At Eaglescliffe the tour covers the Down Goods loop, and then passes the cleared (sadly now
trackless) site of Thompson's Scrapyard at Stockton where a new housing estate is being built. The
next non-passenger bit is after Seaton Carew - the Down Cliff House Goods loop. On the other side of
the line can be seen the (very) disused Up Cliff House Loop - completely beyond hope, despite
resignalling in 2010 - very tantalising at over 1½ miles long. A pacer unit is noted in Hartlepool bay (not
on the beach but at the station), the only regular use is on Sundays.
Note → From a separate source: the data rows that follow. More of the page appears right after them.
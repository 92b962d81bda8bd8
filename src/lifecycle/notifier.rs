//! User-facing messages.

/// Receives messages meant for the person driving the editor.
pub trait Notifier: Send + Sync {
    fn error(&self, message: &str);
}

/// Writes user-facing messages to the log. Used when the host does not
/// supply its own notifier.
#[derive(Debug, Default, Clone, Copy)]
pub struct LogNotifier;

impl Notifier for LogNotifier {
    fn error(&self, message: &str) {
        log::error!("[op=notify] USER_ERROR message={}", message);
    }
}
The harbour has a few tall ships and what seemed to be a paddle steamer as well. On the left is
Victoria Park, home of Hartlepool United, the newest non-League football club having been relegated
from the Football League the previous day. The North Sea seems choppy with white waves in evidence
and a few spots of rain in the air. Seems like perfect timing, as the next item that is on offer to the
punters are TPE umbrellas

BELOW: Class 376758 heads south along the Durham coast between Seaham and Hartlepool, to
Horden or Blackhall Colliery. Easington Colliery is to the north in the background. Thur 30 Sep 1971.